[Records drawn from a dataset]
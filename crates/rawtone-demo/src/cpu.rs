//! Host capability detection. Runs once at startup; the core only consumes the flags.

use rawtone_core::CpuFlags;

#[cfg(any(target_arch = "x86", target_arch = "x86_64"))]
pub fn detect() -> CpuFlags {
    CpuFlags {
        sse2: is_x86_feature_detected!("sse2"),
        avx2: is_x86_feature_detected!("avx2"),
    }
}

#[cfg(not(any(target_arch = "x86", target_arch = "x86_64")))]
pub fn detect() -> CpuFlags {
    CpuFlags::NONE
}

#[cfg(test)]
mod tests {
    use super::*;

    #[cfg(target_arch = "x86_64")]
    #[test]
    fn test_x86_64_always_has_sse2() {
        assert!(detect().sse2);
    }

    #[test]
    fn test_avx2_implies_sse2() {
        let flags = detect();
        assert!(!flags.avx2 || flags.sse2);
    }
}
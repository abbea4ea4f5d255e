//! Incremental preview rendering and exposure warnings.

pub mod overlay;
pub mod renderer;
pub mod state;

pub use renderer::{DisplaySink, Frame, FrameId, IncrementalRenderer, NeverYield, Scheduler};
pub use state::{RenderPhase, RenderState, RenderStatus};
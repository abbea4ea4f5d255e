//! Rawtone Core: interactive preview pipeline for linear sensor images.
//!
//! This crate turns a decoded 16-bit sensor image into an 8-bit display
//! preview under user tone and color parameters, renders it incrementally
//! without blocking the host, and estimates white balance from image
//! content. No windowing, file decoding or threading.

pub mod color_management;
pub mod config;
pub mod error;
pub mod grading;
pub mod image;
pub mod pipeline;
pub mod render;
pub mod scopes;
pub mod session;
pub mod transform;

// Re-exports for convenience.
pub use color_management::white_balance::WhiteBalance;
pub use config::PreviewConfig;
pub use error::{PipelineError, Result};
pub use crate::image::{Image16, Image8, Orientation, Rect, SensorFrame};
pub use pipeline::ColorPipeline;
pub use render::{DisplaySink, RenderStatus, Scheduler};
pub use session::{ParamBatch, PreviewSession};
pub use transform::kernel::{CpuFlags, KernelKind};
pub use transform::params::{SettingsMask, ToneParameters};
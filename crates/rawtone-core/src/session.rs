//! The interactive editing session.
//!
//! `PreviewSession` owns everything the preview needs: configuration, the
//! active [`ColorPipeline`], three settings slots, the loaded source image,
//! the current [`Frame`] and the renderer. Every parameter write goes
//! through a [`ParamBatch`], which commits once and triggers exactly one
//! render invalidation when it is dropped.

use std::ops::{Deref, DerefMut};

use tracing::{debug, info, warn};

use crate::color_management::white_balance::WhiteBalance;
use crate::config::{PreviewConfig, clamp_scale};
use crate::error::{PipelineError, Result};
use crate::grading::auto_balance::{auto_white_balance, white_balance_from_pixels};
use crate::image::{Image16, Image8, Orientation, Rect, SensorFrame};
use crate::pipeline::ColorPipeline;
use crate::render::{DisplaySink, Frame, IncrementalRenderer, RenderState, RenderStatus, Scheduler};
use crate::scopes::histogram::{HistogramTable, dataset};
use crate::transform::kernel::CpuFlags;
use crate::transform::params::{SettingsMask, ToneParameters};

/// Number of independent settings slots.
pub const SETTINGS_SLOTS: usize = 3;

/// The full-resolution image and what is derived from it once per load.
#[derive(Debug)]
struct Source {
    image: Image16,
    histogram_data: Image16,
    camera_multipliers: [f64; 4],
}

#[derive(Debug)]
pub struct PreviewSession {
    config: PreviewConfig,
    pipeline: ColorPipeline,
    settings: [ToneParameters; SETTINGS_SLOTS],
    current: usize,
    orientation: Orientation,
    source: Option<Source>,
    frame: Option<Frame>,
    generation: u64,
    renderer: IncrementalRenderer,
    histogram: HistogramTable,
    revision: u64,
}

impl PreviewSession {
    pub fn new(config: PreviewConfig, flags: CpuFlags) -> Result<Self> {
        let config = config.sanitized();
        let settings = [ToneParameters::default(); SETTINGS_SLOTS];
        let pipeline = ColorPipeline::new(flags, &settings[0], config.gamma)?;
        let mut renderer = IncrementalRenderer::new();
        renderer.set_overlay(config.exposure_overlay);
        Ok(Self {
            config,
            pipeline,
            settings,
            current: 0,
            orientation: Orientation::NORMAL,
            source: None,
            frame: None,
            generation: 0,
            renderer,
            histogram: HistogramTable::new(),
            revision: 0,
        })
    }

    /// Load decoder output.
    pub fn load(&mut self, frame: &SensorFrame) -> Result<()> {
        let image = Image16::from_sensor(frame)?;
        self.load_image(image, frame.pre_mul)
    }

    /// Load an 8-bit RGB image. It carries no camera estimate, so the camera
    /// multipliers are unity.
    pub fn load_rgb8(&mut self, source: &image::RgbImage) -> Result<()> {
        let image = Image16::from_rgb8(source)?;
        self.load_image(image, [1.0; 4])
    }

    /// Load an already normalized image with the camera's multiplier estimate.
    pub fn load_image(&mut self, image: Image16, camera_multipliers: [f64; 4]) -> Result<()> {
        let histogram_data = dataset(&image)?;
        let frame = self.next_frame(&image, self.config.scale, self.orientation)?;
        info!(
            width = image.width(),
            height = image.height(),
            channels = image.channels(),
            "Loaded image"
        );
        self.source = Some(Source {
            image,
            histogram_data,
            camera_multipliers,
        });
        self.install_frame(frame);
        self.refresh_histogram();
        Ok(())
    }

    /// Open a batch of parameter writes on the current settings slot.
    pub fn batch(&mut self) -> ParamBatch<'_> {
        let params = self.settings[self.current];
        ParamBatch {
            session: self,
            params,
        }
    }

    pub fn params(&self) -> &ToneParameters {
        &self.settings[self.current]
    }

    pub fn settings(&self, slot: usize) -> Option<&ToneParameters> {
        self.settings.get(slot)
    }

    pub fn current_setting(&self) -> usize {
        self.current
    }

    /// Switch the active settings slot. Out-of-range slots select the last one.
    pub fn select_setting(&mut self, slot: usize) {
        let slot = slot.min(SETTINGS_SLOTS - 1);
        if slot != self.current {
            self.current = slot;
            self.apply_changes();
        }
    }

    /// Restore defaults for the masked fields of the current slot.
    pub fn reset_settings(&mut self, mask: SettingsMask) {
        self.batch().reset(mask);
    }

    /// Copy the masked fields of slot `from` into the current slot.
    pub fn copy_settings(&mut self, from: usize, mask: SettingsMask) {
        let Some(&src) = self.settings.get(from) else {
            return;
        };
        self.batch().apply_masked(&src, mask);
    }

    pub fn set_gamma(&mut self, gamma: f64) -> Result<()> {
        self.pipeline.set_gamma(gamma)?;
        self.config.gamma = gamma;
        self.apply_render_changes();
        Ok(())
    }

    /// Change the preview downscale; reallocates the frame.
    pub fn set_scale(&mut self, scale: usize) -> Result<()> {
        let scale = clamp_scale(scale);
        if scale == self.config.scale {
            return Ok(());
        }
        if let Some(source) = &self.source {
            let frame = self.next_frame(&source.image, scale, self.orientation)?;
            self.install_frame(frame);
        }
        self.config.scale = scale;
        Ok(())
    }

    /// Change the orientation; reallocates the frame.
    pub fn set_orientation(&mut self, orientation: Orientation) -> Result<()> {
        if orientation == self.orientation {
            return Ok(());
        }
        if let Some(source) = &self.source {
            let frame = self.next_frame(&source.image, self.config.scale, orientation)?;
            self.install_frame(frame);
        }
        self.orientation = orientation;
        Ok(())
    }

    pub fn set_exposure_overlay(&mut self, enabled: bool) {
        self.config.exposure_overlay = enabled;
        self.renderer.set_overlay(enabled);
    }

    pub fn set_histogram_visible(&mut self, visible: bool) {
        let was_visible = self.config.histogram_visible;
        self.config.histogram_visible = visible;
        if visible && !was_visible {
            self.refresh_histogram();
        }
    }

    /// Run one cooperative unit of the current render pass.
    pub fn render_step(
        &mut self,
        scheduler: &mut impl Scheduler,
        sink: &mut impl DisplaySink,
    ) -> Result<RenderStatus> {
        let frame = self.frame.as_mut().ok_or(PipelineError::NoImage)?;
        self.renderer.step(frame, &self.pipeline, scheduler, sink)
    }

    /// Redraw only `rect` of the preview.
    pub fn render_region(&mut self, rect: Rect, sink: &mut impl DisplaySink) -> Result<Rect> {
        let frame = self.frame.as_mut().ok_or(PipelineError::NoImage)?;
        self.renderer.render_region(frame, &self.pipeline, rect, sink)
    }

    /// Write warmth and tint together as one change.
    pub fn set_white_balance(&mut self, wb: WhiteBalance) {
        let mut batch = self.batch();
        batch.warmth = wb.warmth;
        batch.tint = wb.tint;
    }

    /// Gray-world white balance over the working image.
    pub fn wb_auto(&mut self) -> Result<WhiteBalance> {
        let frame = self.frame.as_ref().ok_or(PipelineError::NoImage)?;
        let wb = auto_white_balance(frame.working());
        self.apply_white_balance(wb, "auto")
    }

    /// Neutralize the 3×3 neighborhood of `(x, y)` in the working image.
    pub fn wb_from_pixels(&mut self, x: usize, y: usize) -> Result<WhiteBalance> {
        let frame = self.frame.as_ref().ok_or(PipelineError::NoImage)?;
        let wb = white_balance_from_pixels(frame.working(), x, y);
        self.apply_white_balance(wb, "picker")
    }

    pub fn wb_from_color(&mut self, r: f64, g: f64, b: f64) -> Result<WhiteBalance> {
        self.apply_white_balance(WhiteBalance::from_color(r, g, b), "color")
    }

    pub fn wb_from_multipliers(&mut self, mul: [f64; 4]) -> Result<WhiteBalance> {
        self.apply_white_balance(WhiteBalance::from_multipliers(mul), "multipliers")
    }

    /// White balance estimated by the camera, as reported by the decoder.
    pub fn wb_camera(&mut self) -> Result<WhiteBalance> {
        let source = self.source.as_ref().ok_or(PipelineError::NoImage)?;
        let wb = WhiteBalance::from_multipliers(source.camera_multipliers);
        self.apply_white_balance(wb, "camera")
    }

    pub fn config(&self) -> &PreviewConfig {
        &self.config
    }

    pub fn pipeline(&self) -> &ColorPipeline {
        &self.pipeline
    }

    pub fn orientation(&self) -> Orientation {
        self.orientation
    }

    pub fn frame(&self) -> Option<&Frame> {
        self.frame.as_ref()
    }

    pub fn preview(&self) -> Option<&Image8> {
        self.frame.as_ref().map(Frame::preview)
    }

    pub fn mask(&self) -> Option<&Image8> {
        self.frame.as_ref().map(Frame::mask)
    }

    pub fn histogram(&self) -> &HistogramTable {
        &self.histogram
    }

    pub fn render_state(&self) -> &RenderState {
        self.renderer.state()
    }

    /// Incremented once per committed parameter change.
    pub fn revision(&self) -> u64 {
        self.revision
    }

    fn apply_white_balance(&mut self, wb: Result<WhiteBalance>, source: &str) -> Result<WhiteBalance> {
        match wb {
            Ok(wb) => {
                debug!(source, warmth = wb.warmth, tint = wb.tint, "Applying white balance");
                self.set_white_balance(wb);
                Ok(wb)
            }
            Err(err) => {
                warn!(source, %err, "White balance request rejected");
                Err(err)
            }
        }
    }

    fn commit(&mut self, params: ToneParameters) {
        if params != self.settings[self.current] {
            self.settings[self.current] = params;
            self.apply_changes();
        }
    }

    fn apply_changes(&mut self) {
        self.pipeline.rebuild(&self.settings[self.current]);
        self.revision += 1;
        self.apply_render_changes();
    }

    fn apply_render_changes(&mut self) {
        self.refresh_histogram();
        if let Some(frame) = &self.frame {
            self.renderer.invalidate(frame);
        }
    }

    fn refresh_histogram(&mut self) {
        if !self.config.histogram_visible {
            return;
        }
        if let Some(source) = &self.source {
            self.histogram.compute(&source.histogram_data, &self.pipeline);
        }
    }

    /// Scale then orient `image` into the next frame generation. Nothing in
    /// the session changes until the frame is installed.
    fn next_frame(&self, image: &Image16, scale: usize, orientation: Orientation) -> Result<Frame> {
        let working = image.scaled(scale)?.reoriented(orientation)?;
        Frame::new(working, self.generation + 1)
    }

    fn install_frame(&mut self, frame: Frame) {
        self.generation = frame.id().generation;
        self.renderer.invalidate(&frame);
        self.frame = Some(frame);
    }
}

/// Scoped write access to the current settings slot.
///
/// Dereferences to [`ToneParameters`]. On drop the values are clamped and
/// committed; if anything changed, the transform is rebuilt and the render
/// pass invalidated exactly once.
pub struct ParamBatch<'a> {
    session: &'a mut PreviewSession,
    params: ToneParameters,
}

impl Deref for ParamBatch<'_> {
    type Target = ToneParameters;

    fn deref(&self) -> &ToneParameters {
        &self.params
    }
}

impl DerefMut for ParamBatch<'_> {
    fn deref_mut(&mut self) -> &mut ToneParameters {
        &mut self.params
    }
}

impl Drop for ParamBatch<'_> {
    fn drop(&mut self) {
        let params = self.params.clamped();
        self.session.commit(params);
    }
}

**Task prompt**
How many lines in the data above contain the string "Some"? Reply with only the number.

**Reply**
7